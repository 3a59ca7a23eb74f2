use log::*;
use serde::Serialize;
use tide::{Body, Response, StatusCode};

/**
 * Every failure a handler can report
 *
 * Handlers return `tide::Result` and bubble these up with `?`, the `render_errors` middleware then
 * turns them into a status code and a JSON body.
 */
#[derive(Debug, thiserror::Error)]
pub enum AppError {
    #[error("{0}")]
    BadRequest(String),
    #[error("{0}")]
    Unauthorized(String),
    #[error("{0}")]
    Forbidden(String),
    #[error("{0}")]
    NotFound(String),
    #[error("{0}")]
    Conflict(String),
    #[error("too many requests")]
    TooManyRequests,
    #[error("database error: {0}")]
    Database(#[from] sqlx::Error),
    #[error("cache error: {0}")]
    Cache(#[from] redis::RedisError),
    #[error("token error: {0}")]
    Token(#[from] jsonwebtoken::errors::Error),
    #[error("upstream error: {0}")]
    Upstream(String),
    #[error("{0}")]
    Internal(String),
}

pub type AppResult<T> = Result<T, AppError>;

#[derive(Debug, Serialize)]
pub struct ErrorResponse {
    pub error: &'static str,
    pub message: String,
}

impl AppError {
    pub fn status(&self) -> StatusCode {
        match self {
            AppError::BadRequest(_) => StatusCode::BadRequest,
            AppError::Unauthorized(_) => StatusCode::Unauthorized,
            AppError::Forbidden(_) => StatusCode::Forbidden,
            AppError::NotFound(_) => StatusCode::NotFound,
            AppError::Conflict(_) => StatusCode::Conflict,
            AppError::TooManyRequests => StatusCode::TooManyRequests,
            AppError::Upstream(_) => StatusCode::BadGateway,
            AppError::Database(_)
            | AppError::Cache(_)
            | AppError::Token(_)
            | AppError::Internal(_) => StatusCode::InternalServerError,
        }
    }

    pub fn kind(&self) -> &'static str {
        match self {
            AppError::BadRequest(_) => "BAD_REQUEST",
            AppError::Unauthorized(_) => "UNAUTHORIZED",
            AppError::Forbidden(_) => "FORBIDDEN",
            AppError::NotFound(_) => "NOT_FOUND",
            AppError::Conflict(_) => "CONFLICT",
            AppError::TooManyRequests => "TOO_MANY_REQUESTS",
            AppError::Database(_) => "DATABASE_ERROR",
            AppError::Cache(_) => "CACHE_ERROR",
            AppError::Token(_) => "TOKEN_ERROR",
            AppError::Upstream(_) => "UPSTREAM_ERROR",
            AppError::Internal(_) => "INTERNAL_ERROR",
        }
    }

    /**
     * The message safe to hand back to a client
     */
    pub fn public_message(&self) -> String {
        match self {
            AppError::Database(_) => "Database operation failed".to_string(),
            AppError::Cache(_) => "Cache operation failed".to_string(),
            AppError::Token(_) => "Could not generate token".to_string(),
            AppError::Internal(_) => "An internal error occurred".to_string(),
            other => other.to_string(),
        }
    }

    pub fn to_response(&self) -> ErrorResponse {
        ErrorResponse {
            error: self.kind(),
            message: self.public_message(),
        }
    }

    /**
     * True when a database error is a unique constraint violation
     */
    pub fn is_unique_violation(err: &sqlx::Error) -> bool {
        match err {
            sqlx::Error::Database(db_err) => db_err.code().as_deref() == Some("23505"),
            _ => false,
        }
    }
}

/**
 * Rewrites any error response into the JSON error envelope
 */
pub async fn render_errors(mut res: Response) -> tide::Result {
    let rendered = if let Some(err) = res.downcast_error::<AppError>() {
        if err.status().is_server_error() {
            error!("{}", err);
        }
        Some((err.status(), err.to_response()))
    } else if let Some(err) = res.error() {
        let status = err.status();
        Some((
            status,
            ErrorResponse {
                error: status.canonical_reason(),
                message: err.to_string(),
            },
        ))
    } else {
        None
    };

    if let Some((status, body)) = rendered {
        res.set_status(status);
        res.set_body(Body::from_json(&body)?);
    }
    Ok(res)
}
....................
• [About this exercise]
The response has to give back every record verbatim.

• [Answer to the problem]
repository 3a59ca7a23eb74f2
use log::*;
use serde::Serialize;
use tide::{Body, Response, StatusCode};

/**
 * Every failure a handler can report
 *
 * Handlers return `tide::Result` and bubble these up with `?`, the `render_errors` middleware then
 * turns them into a status code and a JSON body.
 */
#[derive(Debug, thiserror::Error)]
pub enum AppError {
    #[error("{0}")]
    BadRequest(String),
    #[error("{0}")]
    Unauthorized(String),
    #[error("{0}")]
    Forbidden(String),
    #[error("{0}")]
    NotFound(String),
    #[error("{0}")]
    Conflict(String),
    #[error("too many requests")]
    TooManyRequests,
    #[error("database error: {0}")]
    Database(#[from] sqlx::Error),
    #[error("cache error: {0}")]
    Cache(#[from] redis::RedisError),
    #[error("token error: {0}")]
    Token(#[from] jsonwebtoken::errors::Error),
    #[error("upstream error: {0}")]
    Upstream(String),
    #[error("{0}")]
    Internal(String),
}

pub type AppResult<T> = Result<T, AppError>;

#[derive(Debug, Serialize)]
pub struct ErrorResponse {
    pub error: &'static str,
    pub message: String,
}

impl AppError {
    pub fn status(&self) -> StatusCode {
        match self {
            AppError::BadRequest(_) => StatusCode::BadRequest,
            AppError::Unauthorized(_) => StatusCode::Unauthorized,
            AppError::Forbidden(_) => StatusCode::Forbidden,
            AppError::NotFound(_) => StatusCode::NotFound,
            AppError::Conflict(_) => StatusCode::Conflict,
            AppError::TooManyRequests => StatusCode::TooManyRequests,
            AppError::Upstream(_) => StatusCode::BadGateway,
            AppError::Database(_)
            | AppError::Cache(_)
            | AppError::Token(_)
            | AppError::Internal(_) => StatusCode::InternalServerError,
        }
    }

    pub fn kind(&self) -> &'static str {
        match self {
            AppError::BadRequest(_) => "BAD_REQUEST",
            AppError::Unauthorized(_) => "UNAUTHORIZED",
            AppError::Forbidden(_) => "FORBIDDEN",
            AppError::NotFound(_) => "NOT_FOUND",
            AppError::Conflict(_) => "CONFLICT",
            AppError::TooManyRequests => "TOO_MANY_REQUESTS",
            AppError::Database(_) => "DATABASE_ERROR",
            AppError::Cache(_) => "CACHE_ERROR",
            AppError::Token(_) => "TOKEN_ERROR",
            AppError::Upstream(_) => "UPSTREAM_ERROR",
            AppError::Internal(_) => "INTERNAL_ERROR",
        }
    }

    /**
     * The message safe to hand back to a client
     */
    pub fn public_message(&self) -> String {
        match self {
            AppError::Database(_) => "Database operation failed".to_string(),
            AppError::Cache(_) => "Cache operation failed".to_string(),
            AppError::Token(_) => "Could not generate token".to_string(),
            AppError::Internal(_) => "An internal error occurred".to_string(),
            other => other.to_string(),
        }
    }

    pub fn to_response(&self) -> ErrorResponse {
        ErrorResponse {
            error: self.kind(),
            message: self.public_message(),
        }
    }

    /**
     * True when a database error is a unique constraint violation
     */
    pub fn is_unique_violation(err: &sqlx::Error) -> bool {
        match err {
            sqlx::Error::Database(db_err) => db_err.code().as_deref() == Some("23505"),
            _ => false,
        }
    }
}

/**
 * Rewrites any error response into the JSON error envelope
 */
pub async fn render_errors(mut res: Response) -> tide::Result {
    let rendered = if let Some(err) = res.downcast_error::<AppError>() {
        if err.status().is_server_error() {
            error!("{}", err);
        }
        Some((err.status(), err.to_response()))
    } else if let Some(err) = res.error() {
        let status = err.status();
        Some((
            status,
            ErrorResponse {
                error: status.canonical_reason(),
                message: err.to_string(),
            },
        ))
    } else {
        None
    };

    if let Some((status, body)) = rendered {
        res.set_status(status);
        res.set_body(Body::from_json(&body)?);
    }
    Ok(res)
}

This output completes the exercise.